Но тот вырвался и побежал к лестницам.
- Ох-ох-ох! - кричал он. - Головушка моя упала! Охте мне, о-о!
И он стремительно стал спускаться со стены по лестнице. Все с
недоумением смотрели, что из этого будет. А что, как стрельцы опомнятся и
схватят его? Но юродивый недолго оставался под стеною: он поднял что-то с
земли и снова стал взбираться по лестнице... В руках у него оказался
знакомый всем череп...
Скоро ратные люди втащили на стену все лестницы осаждающих. Ударил
колокол, и братия сыпанула в собор, словно пчелы в улей, служить
благодарственный молебен.
XII. ИСПОВЕДЬ КНЯЗЯ МЫШЕЦКОГО
После такого вторичного неудачного приступа осада монастыря снова
затянулась на неопределенное время. Воевода Мещеринов, опасаясь, что за
этим проклятым "Соловецким сидением" его русая головушка успеет
подернуться инеем седины, бил челом о подмоге ратными людьми, и к нему
прислали в помощь около восьмисот свежих стрельцов, двинских и
холмогорских. Поглядели и эти стрельцы на серые стены, по которым от
времени до времени двигались темные тени, посмотрели, покачали головами и
в душе пришли к тому же заключению, что и прежние: "За что, мол, про что
старцев божьих тревожат? Вон как голосно за стенами звонят святые
колокола, молятся, знать, старцы, не дурно какое чинят, а Богу работают...
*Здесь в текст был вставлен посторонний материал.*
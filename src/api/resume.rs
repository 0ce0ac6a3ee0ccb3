use crate::api::AppState;
use crate::error::{AppError, Result};
use crate::services::resume::ResumeError;
use axum::{
    body::Body,
    extract::State,
    http::{HeaderValue, header},
    response::{IntoResponse, Response},
};

/// Streams the resume from its upstream location as a forced download.
///
/// # Errors
/// Returns `AppError::NotFound` if upstream has no document and
/// `AppError::Internal` if upstream cannot be reached.
pub async fn download_resume(State(state): State<AppState>) -> Result<impl IntoResponse> {
    let document = state.resume.fetch().await.map_err(|e| match e {
        ResumeError::Upstream(_) => AppError::NotFound("Resume not found".to_string()),
        ResumeError::Transport(_) => AppError::Internal("Failed to download resume".to_string()),
    })?;

    let disposition = HeaderValue::from_str(&format!("attachment; filename=\"{}\"", state.resume.filename()))
        .unwrap_or_else(|_| HeaderValue::from_static("attachment"));

    let mut response = Response::new(Body::from_stream(document.body));
    let headers = response.headers_mut();
    headers.insert(header::CONTENT_TYPE, HeaderValue::from_static("application/pdf"));
    headers.insert(header::CONTENT_DISPOSITION, disposition);
    headers.insert(header::CACHE_CONTROL, HeaderValue::from_static("public, max-age=3600"));
    headers.insert("x-robots-tag", HeaderValue::from_static("noindex"));
    if let Some(len) = document.content_length {
        headers.insert(header::CONTENT_LENGTH, HeaderValue::from(len));
    }

    Ok(response)
}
вон и голубки над монастырем полетывают, и ластушки-касатушки вокруг
церквей пореивают, таково хорошо там, а мы разорять их пришли... али мы
нехристи?"
И потянулась вялая, неохотная осада, потянулось бесконечное время.
Лето же, как назло, выдалось жаркое, душное, парящее, какое только
способен создать сырой, водянистый Север. Стрельцам почти постоянно
приходилось проводить время в окопах, в сырых и душных землянках, и только
по ночам они могли выползать из своих берлог, чтобы подышать воздухом; а
то покажись только днем, так со стен монастыря того и гляди угостят пулей,
а соберись стрельцы кучкой, так и галанскими орехами черная братия
попотчует. И из-за чего, думалось стрельцам, вся эта истома? Чем
провинились старцы? Что крестному-то истовым крестятся, не щепотью, так
вина эта не больно винная: эта вина не в вину. Недаром отцы и деды двумя
персты крестились, а они были не глупее сынов-от да внуков своих. Да и то
сказать: так оно со старины повелось, так бы ему и стоять. Дак нет!
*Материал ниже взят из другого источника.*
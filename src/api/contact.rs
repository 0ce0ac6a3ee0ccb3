use crate::api::AppState;
use crate::api::schemas::contact::{ContactRequest, ContactStatus, FieldEvent, FieldUpdate, SessionCreated, SubmitResponse};
use crate::domain::contact::{FieldErrors, SubmissionPayload};
use crate::domain::delivery::ErrorCategory;
use crate::error::{AppError, Result};
use crate::services::feedback::FeedbackPresenter;
use crate::services::submission::ContactForm;
use axum::{
    Json,
    extract::{Path, State},
    http::StatusCode,
    response::IntoResponse,
};
use std::sync::Arc;
use uuid::Uuid;

/// Validates and delivers a contact message in one request.
///
/// # Errors
/// Returns `AppError::Validation` if any field fails its rule.
pub async fn send_message(State(state): State<AppState>, Json(req): Json<ContactRequest>) -> Result<impl IntoResponse> {
    let payload = SubmissionPayload::from(req);
    let errors = FieldErrors::validate_all(&payload);
    if !errors.is_empty() {
        return Err(AppError::Validation(errors));
    }

    let result = state.delivery.deliver(&payload.trimmed()).await;
    let status = match result.error_category {
        None => StatusCode::OK,
        Some(ErrorCategory::NotConfigured) => StatusCode::SERVICE_UNAVAILABLE,
        Some(ErrorCategory::InvalidInput) => StatusCode::BAD_REQUEST,
        Some(_) => StatusCode::BAD_GATEWAY,
    };
    Ok((status, Json(result)))
}

pub async fn status(State(state): State<AppState>) -> impl IntoResponse {
    let available = state.delivery.is_available();
    Json(ContactStatus { available, advisory: FeedbackPresenter::advisory(available) })
}

pub async fn create_session(State(state): State<AppState>) -> impl IntoResponse {
    let (id, form) = state.sessions.create();
    (StatusCode::CREATED, Json(SessionCreated { id, view: form.view() }))
}

/// # Errors
/// Returns `AppError::NotFound` if the session does not exist.
pub async fn get_session(State(state): State<AppState>, Path(id): Path<Uuid>) -> Result<impl IntoResponse> {
    let form = find(&state, id)?;
    Ok(Json(form.view()))
}

/// Applies a change or blur event to one field.
///
/// # Errors
/// Returns `AppError::NotFound` if the session does not exist.
pub async fn update_field(
    State(state): State<AppState>,
    Path(id): Path<Uuid>,
    Json(update): Json<FieldUpdate>,
) -> Result<impl IntoResponse> {
    let form = find(&state, id)?;
    if let Some(value) = update.value {
        form.set_field(&update.field, value);
    }
    if matches!(update.event, FieldEvent::Blur) {
        form.blur(&update.field);
    }
    Ok(Json(form.view()))
}

/// # Errors
/// Returns `AppError::NotFound` if the session does not exist.
pub async fn submit_session(State(state): State<AppState>, Path(id): Path<Uuid>) -> Result<impl IntoResponse> {
    let form = find(&state, id)?;
    let outcome = form.submit().await;
    Ok(Json(SubmitResponse { outcome: outcome.as_str(), view: form.view() }))
}

/// # Errors
/// Returns `AppError::NotFound` if the session does not exist.
pub async fn delete_session(State(state): State<AppState>, Path(id): Path<Uuid>) -> Result<impl IntoResponse> {
    if state.sessions.remove(id) {
        Ok(StatusCode::NO_CONTENT)
    } else {
        Err(session_not_found())
    }
}

fn find(state: &AppState, id: Uuid) -> Result<Arc<ContactForm>> {
    state.sessions.get(id).ok_or_else(session_not_found)
}

fn session_not_found() -> AppError {
    AppError::NotFound("Contact session not found".to_string())
}
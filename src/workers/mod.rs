pub mod session_cleanup;

pub use session_cleanup::SessionCleanupWorker;
#![allow(clippy::unwrap_used, clippy::panic, clippy::missing_panics_doc, missing_debug_implementations, unreachable_pub)]
use reqwest::StatusCode;
use serde_json::{Value, json};
mod common;

#[tokio::test]
async fn test_invalid_submission_reports_every_field() {
    let app = common::TestApp::spawn().await;

    let resp = app.post_contact(json!({ "name": "", "email": "bad", "message": "short" })).await;

    assert_eq!(resp.status(), StatusCode::UNPROCESSABLE_ENTITY);
    let body: Value = resp.json().await.unwrap();
    assert_eq!(body["error"], "Validation failed");
    assert_eq!(
        body["fields"],
        json!({
            "name": "Name is required",
            "email": "Please enter a valid email address",
            "message": "Message must be at least 10 characters",
        })
    );
    assert!(app.upstream.sent().is_empty(), "nothing should reach the relay");
}

#[tokio::test]
async fn test_missing_fields_are_treated_as_empty() {
    let app = common::TestApp::spawn().await;

    let resp = app.post_contact(json!({ "email": "ada@example.com" })).await;

    assert_eq!(resp.status(), StatusCode::UNPROCESSABLE_ENTITY);
    let body: Value = resp.json().await.unwrap();
    assert_eq!(body["fields"]["name"], "Name is required");
    assert_eq!(body["fields"]["message"], "Message is required");
    assert!(body["fields"].get("email").is_none());
}

#[tokio::test]
async fn test_successful_delivery_sends_trimmed_template() {
    let app = common::TestApp::spawn().await;

    let resp = app
        .post_contact(json!({ "name": "  Jo  ", "email": "jo@x.co", "message": "  Hello there, nice to meet you  " }))
        .await;

    assert_eq!(resp.status(), StatusCode::OK);
    let body: Value = resp.json().await.unwrap();
    assert_eq!(body["success"], true);
    assert_eq!(body["message"], "Message sent successfully! I'll get back to you soon.");
    assert!(body.get("errorCategory").is_none());

    let sent = app.upstream.sent();
    assert_eq!(sent.len(), 1);
    assert_eq!(sent[0]["service_id"], "service_test");
    assert_eq!(sent[0]["template_id"], "template_test");
    assert_eq!(sent[0]["user_id"], "public_test");

    let params = &sent[0]["template_params"];
    assert_eq!(params["from_name"], "Jo");
    assert_eq!(params["from_email"], "jo@x.co");
    assert_eq!(params["reply_to"], "jo@x.co");
    assert_eq!(params["to_name"], "Turki");
    assert_eq!(params["message"], "Hello there, nice to meet you");
    assert!(params["current_date"].as_str().unwrap().contains(" at "));
}

#[tokio::test]
async fn test_throttled_relay_is_classified_as_rate_limit() {
    let app = common::TestApp::spawn().await;
    app.upstream.respond_with(StatusCode::TOO_MANY_REQUESTS, "Too Many Requests");

    let resp = app.post_contact(common::valid_message()).await;

    assert_eq!(resp.status(), StatusCode::BAD_GATEWAY);
    let body: Value = resp.json().await.unwrap();
    assert_eq!(body["success"], false);
    assert_eq!(body["errorCategory"], "rate_limit");
    assert_eq!(body["message"], "Too many requests. Please wait a moment and try again.");
    assert_eq!(app.upstream.sent().len(), 1, "a failed attempt is never retried");
}

#[tokio::test]
async fn test_relay_statuses_map_to_categories() {
    let cases = [
        (StatusCode::NOT_FOUND, "The template ID not found", "template_missing"),
        (StatusCode::UNAUTHORIZED, "The Public Key is invalid", "unauthorized"),
        (StatusCode::BAD_REQUEST, "The user_id parameter is required", "service_misconfigured"),
        (StatusCode::INTERNAL_SERVER_ERROR, "boom", "unknown"),
        (StatusCode::SERVICE_UNAVAILABLE, "Service Unavailable", "unknown"),
        (StatusCode::BAD_GATEWAY, "upstream template render timed out", "unknown"),
    ];

    let app = common::TestApp::spawn().await;
    for (status, text, expected) in cases {
        app.upstream.respond_with(status, text);

        let resp = app.post_contact(common::valid_message()).await;

        assert_eq!(resp.status(), StatusCode::BAD_GATEWAY);
        let body: Value = resp.json().await.unwrap();
        assert_eq!(body["errorCategory"], expected, "relay status {status}");
    }
}

#[tokio::test]
async fn test_unreachable_relay_is_a_network_error() {
    let app = common::TestApp::spawn_with_config(|config| {
        config.email.api_url = "http://127.0.0.1:1/email/send".to_string();
    })
    .await;

    let resp = app.post_contact(common::valid_message()).await;

    assert_eq!(resp.status(), StatusCode::BAD_GATEWAY);
    let body: Value = resp.json().await.unwrap();
    assert_eq!(body["errorCategory"], "network");
    assert_eq!(body["message"], "Network error. Please check your internet connection and try again.");
}

#[tokio::test]
async fn test_unconfigured_relay_short_circuits() {
    let app = common::TestApp::spawn_with_config(|config| {
        config.email.public_key = None;
    })
    .await;

    let status: Value =
        app.client.get(format!("{}/api/contact/status", app.api_url)).send().await.unwrap().json().await.unwrap();
    assert_eq!(status["available"], false);
    assert!(status["advisory"].as_str().unwrap().starts_with("Email service is currently being configured"));

    let resp = app.post_contact(common::valid_message()).await;

    assert_eq!(resp.status(), StatusCode::SERVICE_UNAVAILABLE);
    let body: Value = resp.json().await.unwrap();
    assert_eq!(body["errorCategory"], "not_configured");
    assert!(app.upstream.sent().is_empty(), "no network call without credentials");
}

#[tokio::test]
async fn test_status_without_advisory_when_configured() {
    let app = common::TestApp::spawn().await;

    let status: Value =
        app.client.get(format!("{}/api/contact/status", app.api_url)).send().await.unwrap().json().await.unwrap();

    assert_eq!(status, json!({ "available": true, "advisory": null }));
}

#[tokio::test]
async fn test_slow_relay_hits_request_timeout() {
    let app = common::TestApp::spawn_with_config(|config| config.server.request_timeout_secs = 1).await;
    app.upstream.delay_relay(std::time::Duration::from_millis(1_500));

    let resp = app.post_contact(common::valid_message()).await;

    assert_eq!(resp.status(), StatusCode::REQUEST_TIMEOUT);
}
Завелись умники: знаем-де на чем свинья хвост носит. Эко диво! Али
московские чудотворцы: Петр, Лексей, Иона и Филипп щепотью крестились, что
в святые угодили, у Христа в переднем углу сидят? Да и кто ныне пристал к
этим новинам? Али люди? Самые что ни на есть дрянные людишки, вот кто
пристал к новинам к этим. Кому все равно, как ни молись, тот на эти новины
пошел, кто и в церкву-то мало хаживал, али кому выслужиться захотелось, на
виду стать, вот кто эти новинники. Статочное ли дело свою веру менять! Кто
в своей вере не крепок, тот царю, как и Богу, плохой слуга: дурно у него
на уме, корысть, а не вера. Стояла допрежь сего Русь на двух перстах, а
как она будет стоять на трех, про то бабушка надвое сказала. Вот хотя бы
взять самих нас, стрельцов. Коли мы не хрестьяне были? Коли мы за церковь
да за великого государя не стояли? Мы и теперь стоим, да только хромлем,
вот что! Мы крест целовали служить великому государю верой и правдой: мы
крест целовали по-старому, истово, на двух перстах, а не на трех. А теперь
велят молиться тремя персты. Али это дело? Ну, и молимся супротив шерсти,
велено, так не ломать же крестного целованья в угоду сатане. А сунься-ко
дома с тремя персты, так бабы, стрельчихи, рогачами ребра пересчитают, а
то и хуже: на постель тебя баба к себе не пустит. Баба не то что наш брат
мужик: нам, случается, и лба недосуг перекрестить, а баба ни-ни! Баба
божья работница, баба блюдет старую веру и соблюдает ее. А поди, заставь
бабу креститься по-новому, так она и скажет-зась! А то на! Старцы вон нам
поперек дороги стали, чудеса, да и только.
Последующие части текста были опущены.